From the line containing "names.sort_unstable();" through the last line of the records, print every line exactly and nothing more.

──────────

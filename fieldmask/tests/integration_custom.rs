//! Custom strategies registered at runtime.

use fieldmask::{Mask, MaskExt, Masker, Strategy, StrategyRegistry, strategy::MaskAll};

/// Keeps the first and last four characters of a card number.
///
/// Options: an optional `first-last` pair overriding the visible counts.
/// Numbers shorter than eight characters keep only their last character.
struct MaskCard;

impl Strategy for MaskCard {
    fn mask(&self, value: &str, mask_char: &str, options: &[&str]) -> String {
        let chars: Vec<char> = value.chars().collect();
        if chars.len() < 8 {
            let tail: String = chars.last().map(char::to_string).unwrap_or_default();
            return mask_char.repeat(chars.len().saturating_sub(1)) + &tail;
        }
        let (first, last) = fieldmask::parse_bounds(options)
            .filter(|&(first, last)| first > 0 && last > 0)
            .unwrap_or((4, 4));
        if first + last > chars.len() {
            return value.to_owned();
        }
        let head: String = chars[..first].iter().collect();
        let tail: String = chars[chars.len() - last..].iter().collect();
        head + &mask_char.repeat(chars.len() - first - last) + &tail
    }
}

#[derive(Clone, Debug, Mask)]
struct Card {
    #[mask("card")]
    number: String,
    #[mask("card,2-2")]
    backup: String,
    #[mask("card", mask_char = "-")]
    pin: String,
    #[mask("all")]
    holder: String,
}

fn card() -> Card {
    Card {
        number: "1234567890123456".into(),
        backup: "1234567890123456".into(),
        pin: "1234".into(),
        holder: "Ana".into(),
    }
}

#[test]
fn unregistered_custom_method_is_copied() {
    let masked = card().masked(&Masker::new());
    assert_eq!(masked.number, "1234567890123456");
    assert_eq!(masked.holder, "***");
}

#[test]
fn registered_strategy_is_dispatched() {
    let masker = Masker::new();
    masker.register("card", MaskCard);
    let masked = card().masked(&masker);
    assert_eq!(masked.number, "1234********3456");
    assert_eq!(masked.backup, "12************56");
    assert_eq!(masked.pin, "---4");
}

#[test]
fn builder_registers_strategies() {
    let masker = Masker::builder().strategy("card", MaskCard).build();
    assert_eq!(masker.mask_str("1234567890123456", "card", None), "1234********3456");
    assert!(masker.registry().contains("all"));
}

#[test]
fn strategy_receives_raw_option_tokens() {
    let masker = Masker::builder()
        .strategy_fn("echo", |_: &str, _: &str, options: &[&str]| options.join("|"))
        .build();
    assert_eq!(masker.mask_str("x", "echo,a,b-c,,d", None), "a|b-c||d");
    assert_eq!(masker.mask_str("x", "echo", None), "");
}

#[test]
fn registration_overrides_builtin() {
    let masker = Masker::new();
    masker.register("all", |value: &str, _: &str, _: &[&str]| format!("<{}>", value.len()));
    assert_eq!(card().masked(&masker).holder, "<3>");
}

#[test]
fn maskers_can_share_a_registry() {
    let registry = StrategyRegistry::with_builtins();
    let first = Masker::with_registry(registry.clone());
    let second = Masker::with_registry(registry.clone());
    registry.register("card", MaskCard);
    registry.register("hide", MaskAll);

    assert_eq!(first.mask_str("1234567890123456", "card", None), "1234********3456");
    assert_eq!(second.mask_str("ab", "hide", Some("?")), "??");
}
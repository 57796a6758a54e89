//! Thread-safe mapping from method names to strategies.
//!
//! The registry wraps `Arc<RwLock<HashMap<String, Arc<dyn Strategy>>>>`:
//! lookups take the read lock and run in parallel, registrations take the
//! write lock. Cloning a registry shares the underlying map, so a strategy
//! registered through one handle is visible through every clone.

use std::{collections::HashMap, fmt, sync::Arc};

use parking_lot::RwLock;

use crate::{
    error::MaskError,
    strategy::{
        self, MaskAll, MaskBetween, MaskCorners, MaskFirst, MaskLast, MaskRegex, Strategy,
    },
};

type StrategyMap = HashMap<String, Arc<dyn Strategy>>;

fn builtins() -> [(&'static str, Arc<dyn Strategy>); 6] {
    [
        (strategy::ALL, Arc::new(MaskAll)),
        (strategy::REGEX, Arc::new(MaskRegex::new())),
        (strategy::FIRST, Arc::new(MaskFirst)),
        (strategy::LAST, Arc::new(MaskLast)),
        (strategy::CORNERS, Arc::new(MaskCorners)),
        (strategy::BETWEEN, Arc::new(MaskBetween)),
    ]
}

/// Named masking strategies, shared between clones.
#[derive(Clone, Default)]
pub struct StrategyRegistry {
    strategies: Arc<RwLock<StrategyMap>>,
}

impl StrategyRegistry {
    /// Creates an empty registry.
    #[must_use]
    pub fn new() -> Self {
        Self::default()
    }

    /// Creates a registry seeded with `all`, `regex`, `first`, `last`,
    /// `corners` and `between`.
    #[must_use]
    pub fn with_builtins() -> Self {
        let registry = Self::new();
        registry.register_builtins();
        registry
    }

    /// (Re-)registers the six built-in strategies, overwriting any entries
    /// with the same names.
    pub fn register_builtins(&self) {
        let mut strategies = self.strategies.write();
        for (name, strategy) in builtins() {
            strategies.insert(name.to_owned(), strategy);
        }
    }

    /// Registers the built-in strategies whose names are still free. Entries
    /// already present, including overrides of built-in names, are kept.
    pub fn seed_builtins(&self) {
        let mut strategies = self.strategies.write();
        for (name, strategy) in builtins() {
            strategies.entry(name.to_owned()).or_insert(strategy);
        }
    }

    /// Registers `strategy` under `name`, returning the strategy it replaced.
    ///
    /// Last write wins, which is how built-ins are overridden.
    pub fn register<S>(&self, name: impl Into<String>, strategy: S) -> Option<Arc<dyn Strategy>>
    where
        S: Strategy + 'static,
    {
        self.register_arc(name, Arc::new(strategy))
    }

    /// Registers a closure as a strategy.
    pub fn register_fn<F>(&self, name: impl Into<String>, f: F) -> Option<Arc<dyn Strategy>>
    where
        F: Fn(&str, &str, &[&str]) -> String + Send + Sync + 'static,
    {
        self.register_arc(name, Arc::new(f))
    }

    /// Registers an already shared strategy.
    pub fn register_arc(
        &self,
        name: impl Into<String>,
        strategy: Arc<dyn Strategy>,
    ) -> Option<Arc<dyn Strategy>> {
        let name = name.into();
        tracing::trace!(strategy = %name, "registering masking strategy");
        self.strategies.write().insert(name, strategy)
    }

    /// Removes the strategy registered under `name`.
    pub fn unregister(&self, name: &str) -> Option<Arc<dyn Strategy>> {
        self.strategies.write().remove(name)
    }

    /// Returns the strategy registered under `name`.
    pub fn lookup(&self, name: &str) -> Result<Arc<dyn Strategy>, MaskError> {
        self.strategies
            .read()
            .get(name)
            .cloned()
            .ok_or_else(|| MaskError::StrategyNotFound(name.to_owned()))
    }

    /// Whether a strategy is registered under `name`.
    #[must_use]
    pub fn contains(&self, name: &str) -> bool {
        self.strategies.read().contains_key(name)
    }

    /// Registered names, sorted.
    #[must_use]
    pub fn names(&self) -> Vec<String> {
        let mut names: Vec<String> = self.strategies.read().keys().cloned().collect();
        names.sort_unstable();
        names
    }

    /// Number of registered strategies.
    #[must_use]
    pub fn len(&self) -> usize {
        self.strategies.read().len()
    }

    /// Whether the registry is empty.
    #[must_use]
    pub fn is_empty(&self) -> bool {
        self.strategies.read().is_empty()
    }
}

impl fmt::Debug for StrategyRegistry {
    fn fmt(&self, f: &mut fmt::Formatter<'_>) -> fmt::Result {
        f.debug_struct("StrategyRegistry")
            .field("strategies", &self.names())
            .finish()
    }
}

──────────

Response box:
        names.sort_unstable();
        names
    }

    /// Number of registered strategies.
    #[must_use]
    pub fn len(&self) -> usize {
        self.strategies.read().len()
    }

    /// Whether the registry is empty.
    #[must_use]
    pub fn is_empty(&self) -> bool {
        self.strategies.read().is_empty()
    }
}

impl fmt::Debug for StrategyRegistry {
    fn fmt(&self, f: &mut fmt::Formatter<'_>) -> fmt::Result {
        f.debug_struct("StrategyRegistry")
            .field("strategies", &self.names())
            .finish()
    }
}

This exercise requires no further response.